BIOGRAPHY Y. Bevish Jinila is presently Assistant Professor in the Department of Information Technology, Sathyabama University, Chennai, India. She obtained her master degree from Anna University, Chennai and she is currently pursuing her research in the Faculty of computer science and engineering, Sathyabama University, Chennai. Her research interests include privacy and security in VANETs.
Komathy K graduated from Madras University, India in 1982, obtained her Master and Doctorate degree in Computer Science and Engineering from Anna University, India.
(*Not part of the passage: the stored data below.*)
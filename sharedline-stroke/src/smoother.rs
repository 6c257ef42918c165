//! Point acceptance, simplification, and bounded subdivision.

use crate::biquad::Vec3Filter;
use sharedline_types::Point3;

/// Cutoff of the per-axis "wet" point filter, as a fraction of the sample rate.
pub const WET_CUTOFF: f64 = 0.07;

/// Cutoff of the scalar animated-length filter used for remote strokes.
pub const ANIMATION_CUTOFF: f64 = 0.025;

/// Accepted points must be farther than `line_width / MIN_DISTANCE_DIVISOR`
/// from the previous accepted point.
pub const MIN_DISTANCE_DIVISOR: f32 = 10.0;

/// Interior points turning less than this (radians) are dropped.
pub const DROP_ANGLE: f32 = 0.05;

/// Windows turning more than this (radians) are subdivided.
pub const SUBDIVIDE_ANGLE: f32 = 0.3;

/// Hard cap on subdivision recursion.
pub const MAX_SUBDIVISION_DEPTH: u32 = 6;

/// Result of feeding one raw sample to a [`PointSmoother`].
#[derive(Debug, Clone, Copy, PartialEq)]
pub struct SmoothedPoint {
    /// Filter output for this sample.
    pub point: Point3,
    /// Whether the filtered point was appended to the polyline.
    pub accepted: bool,
}

/// Turns raw samples into a filtered, angle-simplified polyline.
///
/// The filter runs on every call whether or not the sample is accepted, so
/// rejected samples still advance filter state.
#[derive(Debug, Clone, PartialEq)]
pub struct PointSmoother {
    filter: Vec3Filter,
    min_distance: f32,
}

impl PointSmoother {
    pub fn new(line_width: f32) -> Self {
        Self {
            filter: Vec3Filter::new(WET_CUTOFF),
            min_distance: line_width / MIN_DISTANCE_DIVISOR,
        }
    }

    /// Minimum distance between consecutive accepted points.
    pub fn min_distance(&self) -> f32 {
        self.min_distance
    }

    /// Filters `raw` and, if accepted, appends it to `points` and updates
    /// `total_length`.
    pub fn process(
        &mut self,
        points: &mut Vec<Point3>,
        total_length: &mut f32,
        raw: Point3,
    ) -> SmoothedPoint {
        let filtered = self.filter.update(raw);

        if let Some(last) = points.last() {
            let step = filtered.distance(last);
            if step <= self.min_distance {
                return SmoothedPoint {
                    point: filtered,
                    accepted: false,
                };
            }
            *total_length += step;
        }
        points.push(filtered);

        let n = points.len();
        if n >= 4 {
            let mid = n - 3;
            let angle = turn_angle(points[mid - 1], points[mid], points[mid + 1]);
            if angle < DROP_ANGLE {
                let (a, b, c) = (points[mid - 1], points[mid], points[mid + 1]);
                points.remove(mid);
                *total_length += a.distance(&c) - a.distance(&b) - b.distance(&c);
            } else {
                subdivide_section(points, mid - 1, SUBDIVIDE_ANGLE, 0);
            }
        }

        SmoothedPoint {
            point: filtered,
            accepted: true,
        }
    }
}

/// Turn angle at `b` between segments `a -> b` and `b -> c`.
fn turn_angle(a: Point3, b: Point3, c: Point3) -> f32 {
    (b - a).angle_to(&(c - b))
}

/// Subdivides the three-point window starting at `start` while its turn
/// angle exceeds `max_angle`, stopping at [`MAX_SUBDIVISION_DEPTH`].
///
/// Each subdividing call inserts exactly two points: the midpoints of both
/// segments. The right half-window is refined before the left one so the
/// left window's indices stay valid. Returns the number of inserted points.
pub fn subdivide_section(
    points: &mut Vec<Point3>,
    start: usize,
    max_angle: f32,
    depth: u32,
) -> usize {
    if depth >= MAX_SUBDIVISION_DEPTH || start + 2 >= points.len() {
        return 0;
    }

    let p1 = points[start];
    let p2 = points[start + 1];
    let p3 = points[start + 2];
    let n1 = p2 - p1;
    let n2 = p3 - p2;

    if n1.angle_to(&n2) <= max_angle {
        return 0;
    }

    points.insert(start + 1, p1 + n1 * 0.5);
    points.insert(start + 3, p2 + n2 * 0.5);

    2 + subdivide_section(points, start + 2, max_angle, depth + 1)
        + subdivide_section(points, start, max_angle, depth + 1)
}

#[cfg(test)]
mod tests {
    use super::*;

    #[test]
    fn turn_angle_of_collinear_points_is_zero() {
        let a = Point3::new(0.0, 0.0, 0.0);
        let b = Point3::new(1.0, 0.0, 0.0);
        let c = Point3::new(2.0, 0.0, 0.0);
        assert!(turn_angle(a, b, c) < 1e-6);
    }

    #[test]
    fn subdivide_out_of_range_window_is_noop() {
        let mut points = vec![Point3::ZERO, Point3::new(1.0, 0.0, 0.0)];
        assert_eq!(subdivide_section(&mut points, 0, 0.0, 0), 0);
        assert_eq!(points.len(), 2);
    }
}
She acquired her expertise from serving in Industry, academic and research. Her recent publications of about 50 research papers are based on wired and wireless networking, network security, social networking and artificial intelligence. Under her supervision, six students are pursuing their Doctorate degree. She has also received a research fund from AICTE India, for monitoring air pollution of metro roads using VANET.